■ YOUR OBJECTIVE: All of the records below should be output exactly.

** EXERCISE MATERIALS follows **

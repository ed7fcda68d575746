// Copyright 2026 loopd contributors
//
// Licensed under the Apache License, Version 2.0 (the "License");
// you may not use this file except in compliance with the License.
// You may obtain a copy of the License at
//
//     http://www.apache.org/licenses/LICENSE-2.0
//
// Unless required by applicable law or agreed to in writing, software
// distributed under the License is distributed on an "AS IS" BASIS,
// WITHOUT WARRANTIES OR CONDITIONS OF ANY KIND, either express or implied.
// See the License for the specific language governing permissions and
// limitations under the License.

use clap::Parser;

/// Broadcast-storm detection daemon.
#[derive(Parser)]
#[command(author, version, about, long_about = None)]
pub struct Cli {
    /// Path to the TOML configuration file.
    #[arg(short, long, default_value = "loopd.toml")]
    pub config: String,

    /// Override the tracing log level (e.g. "debug", "loopd=trace").
    #[arg(long)]
    pub log_level: Option<String>,
}
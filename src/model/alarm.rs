// Copyright 2026 loopd contributors
//
// Licensed under the Apache License, Version 2.0 (the "License");
// you may not use this file except in compliance with the License.
// You may obtain a copy of the License at
//
//     http://www.apache.org/licenses/LICENSE-2.0
//
// Unless required by applicable law or agreed to in writing, software
// distributed under the License is distributed on an "AS IS" BASIS,
// WITHOUT WARRANTIES OR CONDITIONS OF ANY KIND, either express or implied.
// See the License for the specific language governing permissions and
// limitations under the License.

//! Alarm kinds and the weak (identifier-based) alarm reference that flows
//! through `alarm_queue`.
//!
//! Grounded on `examples/original_source/src/loopd/data.h`'s `alarm_info`
//! (a raw `device *` / `int_info *` pair) and `data.cpp`'s
//! `alarmtype_names` map. Per spec.md §9 Design Notes, the pointer pair is
//! replaced with a `(host, ifindex)` identifier pair that is re-resolved
//! against the live dataset under the dataset lock — a stale reference
//! (device removed by a swap) becomes a clean "not found, discard" rather
//! than a dangling pointer.

use std::fmt;

/// The kind of abnormal broadcast condition detected on an interface.
#[derive(Debug, Clone, Copy, PartialEq, Eq, Default)]
pub enum AlarmKind {
    #[default]
    None,
    /// Raw broadcast pps exceeded `bcmax`.
    Bcmax,
    /// Moving-average broadcast pps exceeded `mavmax`.
    Mavmax,
    /// The moving average jumped sharply relative to its pre-event baseline.
    Spike,
}

impl AlarmKind {
    pub fn is_firing(self) -> bool {
        !matches!(self, AlarmKind::None)
    }

    pub fn name(self) -> &'static str {
        match self {
            AlarmKind::None => "none",
            AlarmKind::Bcmax => "raw broadcast max",
            AlarmKind::Mavmax => "moving average max",
            AlarmKind::Spike => "spike on the average",
        }
    }
}

impl fmt::Display for AlarmKind {
    fn fmt(&self, f: &mut fmt::Formatter<'_>) -> fmt::Result {
        f.write_str(self.name())
    }
}

/// A weak reference to an alarmed interface, identified rather than
/// pointed-to. Resolved against the live dataset at the point of use.
#[derive(Debug, Clone, PartialEq, Eq, Hash)]
pub struct AlarmRef {
    pub host: String,
    pub ifindex: u32,
}

impl AlarmRef {
    pub fn new(host: impl Into<String>, ifindex: u32) -> Self {
        AlarmRef {
            host: host.into(),
            ifindex,
        }
    }
}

** End of EXERCISE MATERIALS **

■ FINAL ANSWER:
repository ed7fcda68d575746
// Copyright 2026 loopd contributors
//
// Licensed under the Apache License, Version 2.0 (the "License");
// you may not use this file except in compliance with the License.
// You may obtain a copy of the License at
//
//     http://www.apache.org/licenses/LICENSE-2.0
//
// Unless required by applicable law or agreed to in writing, software
// distributed under the License is distributed on an "AS IS" BASIS,
// WITHOUT WARRANTIES OR CONDITIONS OF ANY KIND, either express or implied.
// See the License for the specific language governing permissions and
// limitations under the License.

use clap::Parser;

/// Broadcast-storm detection daemon.
#[derive(Parser)]
#[command(author, version, about, long_about = None)]
pub struct Cli {
    /// Path to the TOML configuration file.
    #[arg(short, long, default_value = "loopd.toml")]
    pub config: String,

    /// Override the tracing log level (e.g. "debug", "loopd=trace").
    #[arg(long)]
    pub log_level: Option<String>,
}
filename src/model/alarm.rs
// Copyright 2026 loopd contributors
//
// Licensed under the Apache License, Version 2.0 (the "License");
// you may not use this file except in compliance with the License.
// You may obtain a copy of the License at
//
//     http://www.apache.org/licenses/LICENSE-2.0
//
// Unless required by applicable law or agreed to in writing, software
// distributed under the License is distributed on an "AS IS" BASIS,
// WITHOUT WARRANTIES OR CONDITIONS OF ANY KIND, either express or implied.
// See the License for the specific language governing permissions and
// limitations under the License.

//! Alarm kinds and the weak (identifier-based) alarm reference that flows
//! through `alarm_queue`.
//!
//! Grounded on `examples/original_source/src/loopd/data.h`'s `alarm_info`
//! (a raw `device *` / `int_info *` pair) and `data.cpp`'s
//! `alarmtype_names` map. Per spec.md §9 Design Notes, the pointer pair is
//! replaced with a `(host, ifindex)` identifier pair that is re-resolved
//! against the live dataset under the dataset lock — a stale reference
//! (device removed by a swap) becomes a clean "not found, discard" rather
//! than a dangling pointer.

use std::fmt;

/// The kind of abnormal broadcast condition detected on an interface.
#[derive(Debug, Clone, Copy, PartialEq, Eq, Default)]
pub enum AlarmKind {
    #[default]
    None,
    /// Raw broadcast pps exceeded `bcmax`.
    Bcmax,
    /// Moving-average broadcast pps exceeded `mavmax`.
    Mavmax,
    /// The moving average jumped sharply relative to its pre-event baseline.
    Spike,
}

impl AlarmKind {
    pub fn is_firing(self) -> bool {
        !matches!(self, AlarmKind::None)
    }

    pub fn name(self) -> &'static str {
        match self {
            AlarmKind::None => "none",
            AlarmKind::Bcmax => "raw broadcast max",
            AlarmKind::Mavmax => "moving average max",
            AlarmKind::Spike => "spike on the average",
        }
    }
}

impl fmt::Display for AlarmKind {
    fn fmt(&self, f: &mut fmt::Formatter<'_>) -> fmt::Result {
        f.write_str(self.name())
    }
}

/// A weak reference to an alarmed interface, identified rather than
/// pointed-to. Resolved against the live dataset at the point of use.
#[derive(Debug, Clone, PartialEq, Eq, Hash)]
pub struct AlarmRef {
    pub host: String,
    pub ifindex: u32,
}

impl AlarmRef {
    pub fn new(host: impl Into<String>, ifindex: u32) -> Self {
        AlarmRef {
            host: host.into(),
            ifindex,
        }
    }
}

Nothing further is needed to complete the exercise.